About SF State's Security Awareness Program

The Information Security Awareness program for faculty and staff is designed to help employees understand and respond to cybersecurity threats.

  • Advisory Messages – Will be sent periodically to faculty and staff via the campus enterprise email system, or may be posted in CampusMemo. Each message will focus on a specific aspect of cybersecurity, and will include tips to protect data and systems.
  • Phishing Training Exercises – Studies have indicated 91% of cyberattacks start with phishing. The phishing training is intended to help employees spot phishing attacks in their work and personal lives. Convincing phishing messages will be sent on a regular basis to employees to illustrate the ways phishing messages are designed to trick people. The fake phishing messages will be based on real phishing messages, using similar techniques to trick the recipient. If you receive any phishing messages, please report them following the Report Phishing guide. Results of phishing training exercises will be used to assist individuals who may need additional training.
  • In Person Training – Information Security team members are available to join formal and informal meetings to review and discuss cybersecurity topics, especially for high-risk areas.
  • Phish Bowl - The Information Security team maintains samples of recent campus phishing attacks.

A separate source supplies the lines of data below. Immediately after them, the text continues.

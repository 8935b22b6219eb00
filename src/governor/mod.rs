//! The control loop
//!
//! [`Governor`] owns every piece of mutable state and drives one
//! sample → decide → actuate cycle per timer firing. Ticks run to
//! completion before the timer is rearmed — the debounce and hysteresis
//! bookkeeping depends on seeing the true last-applied values, so two ticks
//! must never interleave. Holding the state behind `&mut self` makes that
//! overlap unrepresentable.
//!
//! The poll interval adapts: a material temperature change resets it to the
//! default (or the resolved mode's own interval), while stable readings grow
//! it one second per tick up to a cap, at which point it snaps back to the
//! default so readings can never go arbitrarily stale.


use std::time::Duration;

use tokio::sync::watch;
use tokio::time;
use tracing::{debug, info};

use crate::actuator::{Actuator, AppliedTargets};
use crate::config::GovernorConfig;
use crate::policy::FrequencyPolicy;
use crate::profile::HardwareProfile;
use crate::sampler::TemperatureSampler;

/// Process-lifetime mutable record, owned exclusively by the loop.
#[derive(Debug, Clone, PartialEq)]
pub struct ControllerState {
    /// Temperature recorded by the last tick that crossed the change
    /// threshold, in degrees Celsius. Starts at the zero sentinel so the
    /// first real reading always qualifies as a change.
    pub previous_temperature: i32,
    pub applied: AppliedTargets,
    pub poll_interval: Duration,
}

/// Thermal-responsive frequency governor.
pub struct Governor {
    config: GovernorConfig,
    profile: HardwareProfile,
    sampler: TemperatureSampler,
    policy: Box<dyn FrequencyPolicy>,
    actuator: Actuator,
    state: ControllerState,
}

impl Governor {
    pub fn new(
        config: GovernorConfig,
        profile: HardwareProfile,
        sampler: TemperatureSampler,
        policy: Box<dyn FrequencyPolicy>,
        actuator: Actuator,
    ) -> Self {
        let state = ControllerState {
            previous_temperature: 0,
            applied: AppliedTargets::default(),
            poll_interval: config.default_poll_interval(),
        };
        Self { config, profile, sampler, policy, actuator, state }
    }

    /// Runs the loop until `shutdown` signals.
    ///
    /// The signal is only observed while parked on the timer, so an
    /// in-flight tick always finishes before the loop returns.
    pub async fn run(&mut self, mut shutdown: watch::Receiver<bool>) {
        info!(
            cores = self.profile.cores,
            cpu_max_khz = self.profile.cpu.max,
            gpu_max_mhz = self.profile.gpu.max,
            interval = ?self.state.poll_interval,
            "governor started"
        );
        loop {
            tokio::select! {
                _ = time::sleep(self.state.poll_interval) => self.tick().await,
                _ = shutdown.changed() => {
                    info!("shutdown signal received, stopping governor");
                    break;
                }
            }
        }
    }

    /// Processes one control cycle: sample, decide, actuate, retime.
    pub async fn tick(&mut self) {
        let temperature = self.sampler.sample().await;
        let delta = (temperature - self.state.previous_temperature).abs();

        if delta >= self.config.temperature_change_threshold {
            let target = self.policy.evaluate(temperature, &self.profile);
            debug!(
                temperature,
                delta,
                cpu_khz = target.cpu_khz,
                gpu_mhz = target.gpu_mhz,
                mode = target.mode.as_deref().unwrap_or("-"),
                "temperature change crossed threshold"
            );
            let reset = target
                .poll_interval
                .unwrap_or_else(|| self.config.default_poll_interval())
                .min(self.config.max_poll_interval());
            let (applied, applied_any) =
                self.actuator.apply(&target, &self.state.applied).await;
            if applied_any {
                info!(temperature, "frequency targets updated");
            }
            self.state.applied = applied;
            self.state.previous_temperature = temperature;
            self.state.poll_interval = reset;
        } else {
            let grown = self.state.poll_interval + Duration::from_secs(1);
            self.state.poll_interval = if grown >= self.config.max_poll_interval() {
                self.config.default_poll_interval()
            } else {
                grown
            };
            debug!(
                temperature,
                interval = ?self.state.poll_interval,
                "temperature stable, backing off"
            );
        }
    }

    pub fn state(&self) -> &ControllerState {
        &self.state
    }
}
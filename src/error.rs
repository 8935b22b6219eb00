#[derive(Debug, thiserror::Error)]
pub enum Error {
    #[error("IO error: {0}")]
    Io(#[from] std::io::Error),

    #[error("hardware discovery failed: {0}")]
    Discovery(String),

    #[error("temperature sample failed: {0}")]
    Sample(String),

    #[error("invalid data: {0}")]
    InvalidData(String),

    #[error("actuation failed: {0}")]
    Actuation(String),

    #[error("invalid configuration: {0}")]
    Config(String),
}

impl Error {
    pub(crate) fn discovery<S: Into<String>>(msg: S) -> Self {
        Error::Discovery(msg.into())
    }

    #[allow(dead_code)]
    pub(crate) fn sample<S: Into<String>>(msg: S) -> Self {
        Error::Sample(msg.into())
    }

    pub(crate) fn invalid_data<S: Into<String>>(msg: S) -> Self {
        Error::InvalidData(msg.into())
    }

    pub(crate) fn actuation<S: Into<String>>(msg: S) -> Self {
        Error::Actuation(msg.into())
    }

    pub(crate) fn config<S: Into<String>>(msg: S) -> Self {
        Error::Config(msg.into())
    }
}

pub type Result<T> = std::result::Result<T, Error>;
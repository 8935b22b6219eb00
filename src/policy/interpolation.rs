//! Continuous linear interpolation strategy.

use crate::config::{GovernorConfig, ThermalWindow};
use crate::error::{Error, Result};
use crate::hardware::PowerPreference;
use crate::policy::{FrequencyPolicy, FrequencyTarget};
use crate::profile::{FrequencyBound, HardwareProfile};

/// Interpolates frequency ceilings linearly across the safe window.
///
/// Below the window the full bound is released, above it the device is
/// pinned to its minimum, and in between the ceiling falls by a fixed step
/// per degree. Each device has its own window and is scaled against its own
/// bound; the temperature input is shared.
pub struct LinearPolicy {
    cpu_window: ThermalWindow,
    gpu_window: ThermalWindow,
}

impl LinearPolicy {
    /// Captures the per-device windows, rejecting degenerate ones so the
    /// per-degree step below can never divide by zero.
    pub fn new(config: &GovernorConfig) -> Result<Self> {
        for (device, window) in [("cpu", config.cpu_window), ("gpu", config.gpu_window)] {
            if window.max_safe <= window.min_safe {
                return Err(Error::config(format!(
                    "{device}_window does not span any temperature range"
                )));
            }
        }
        Ok(Self { cpu_window: config.cpu_window, gpu_window: config.gpu_window })
    }

    /// `bound.max - floor(span_f / span_t) * degrees_over`, clamped to the
    /// exact bound values at the window edges.
    fn scale(window: ThermalWindow, temperature: i32, bound: FrequencyBound) -> i64 {
        if temperature <= window.min_safe {
            return bound.max;
        }
        if temperature >= window.max_safe {
            return bound.min;
        }
        let step = bound.span() / i64::from(window.span());
        bound.max - step * i64::from(temperature - window.min_safe)
    }

    fn preference(&self, temperature: i32) -> PowerPreference {
        if temperature <= self.cpu_window.min_safe {
            PowerPreference::Performance
        } else if temperature >= self.cpu_window.max_safe {
            PowerPreference::Power
        } else {
            PowerPreference::Balanced
        }
    }
}

impl FrequencyPolicy for LinearPolicy {
    fn evaluate(&self, temperature: i32, profile: &HardwareProfile) -> FrequencyTarget {
        FrequencyTarget {
            cpu_khz: Self::scale(self.cpu_window, temperature, profile.cpu),
            gpu_mhz: Self::scale(self.gpu_window, temperature, profile.gpu),
            preference: self.preference(temperature),
            mode: None,
            poll_interval: None,
        }
    }
}
//! Temperature sampling
//!
//! Aggregates every reporting thermal zone into one representative reading.
//! A failed or empty read never propagates to the control loop: the sampler
//! answers with the configured safe default instead, so a flaky sensor can
//! slow reactions but can never stall the governor.

use std::sync::Arc;

use tracing::warn;

use crate::hardware::{HardwareReader, ReadTarget};

/// Millidegrees per degree Celsius, the unit thermal zones report in.
const MILLIDEGREES_PER_DEGREE: i64 = 1_000;

/// Reads and aggregates system temperature sensors.
pub struct TemperatureSampler {
    reader: Arc<dyn HardwareReader>,
    default_safe_temperature: i32,
}

impl TemperatureSampler {
    pub fn new(reader: Arc<dyn HardwareReader>, default_safe_temperature: i32) -> Self {
        Self { reader, default_safe_temperature }
    }

    /// Returns the mean sensor temperature in whole degrees Celsius,
    /// rounded toward zero.
    ///
    /// Each raw value is converted from millidegrees before averaging. When
    /// the read fails or no sensor reports a usable value, the configured
    /// safe default is returned and the condition is logged.
    pub async fn sample(&self) -> i32 {
        match self.reader.read_values(ReadTarget::Temperature).await {
            Ok(values) if !values.is_empty() => {
                let sum: i64 = values.iter().map(|v| v / MILLIDEGREES_PER_DEGREE).sum();
                (sum / values.len() as i64) as i32
            }
            Ok(_) => {
                warn!(
                    fallback = self.default_safe_temperature,
                    "no temperature sensor reported a value, using safe default"
                );
                self.default_safe_temperature
            }
            Err(e) => {
                warn!(
                    error = %e,
                    fallback = self.default_safe_temperature,
                    "temperature read failed, using safe default"
                );
                self.default_safe_temperature
            }
        }
    }
}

Security Awareness Advisory Topics

Each month a cybersecurity issue will be added, along with suggestions to manage the risk.

Future advisory topics not shown in order. Send suggestions for topics to:

  • Avoiding phishing scams / IRS scams
  • Avoiding ransomware attacks
  • Creating and storing passwords
  • Information security is our shared responsibility
  • Managing your online reputation
  • Preventing device theft
  • Protecting yourself from identity theft
  • Securing mobile devices
  • Securing your computer
  • What is your personal backup plan?